Mathematical Analysis of an Ideal ZED

[mondrasek]

MarkE, regarding your note inserted in the graphic that states:

3) No work extracted going from State 2 to State 3

We have already gone over this?  There is an ASSUMED non-physical device that MUST restrain the ZED from rising unimpeded (and wasting all that Energy rather than collecting it) that would account for the Work/Energy you keep throwing away.

This is an IDEAL Analysis and so a physical device should not need to be presented.  But if you insist that one does, I will oblige.  Please let me know if you need to see a physical manifestation of a "Worked on Device" or if you can agree that the Energy "lost from the system" due to the lift could have been collected.  Obviously we have all the correct ingredients:  A Force (from buoyancy) and a ds (distance that the riser lifts)?

[MarkE]

Yes it does.  And lets look at that relationship.

F = mA

m is mass.  Mass is a property of a physical material that does not change for the accepted IDEAL conditions of a constant temperature and obvious absence of a state of matter change.  Therefore m is a CONSTANT.

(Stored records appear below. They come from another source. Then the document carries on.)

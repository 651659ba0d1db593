//! Churn from version-control history.
//!
//! Reads per-commit, per-file line counts (`git log --numstat` or an
//! in-process libgit2 walk), keeps the rows for source files that still
//! exist, and sums them into one churn figure per file.

pub mod churn;
pub mod history;
pub mod mining;

pub use churn::{aggregate_churn, record_churn};
pub use history::{changes_in_history, GitLog, HistorySource, NumstatRow};
pub use mining::Git2History;

#[cfg(test)]
mod test_support;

A is acceleration.  In this case it is the acceleration due to gravity.  It is also a CONSTANT.

Yes, in this case with your stipulations for the "ideal ZED" m of the riser and "air" is constantly zero.  Therefore the kinetic energy is constantly ... wait for it: zero.

So the Force (F) in F = mA is a mathematical fact which the calculation of cannot be disputed.  It is the product of two CONSTANTS (and yes, TK, one is a vector so the result is a vector).

So, what is Energy?  It is a resultant of the prior mathematical fact that is Force.  It is F*ds (where ds is distance).

F is Force which is the product of two constants.

No, F is whatever function defines it over the traversed distance S that it will be evaluated.  In the other thread I thought I read you saying that you work with CFD.  How could you work with CFD and misrepresent these fundamental concepts? Are you trolling?

ds is distance which another calculable (or measurable) physical fact and therefore a CONSTANT.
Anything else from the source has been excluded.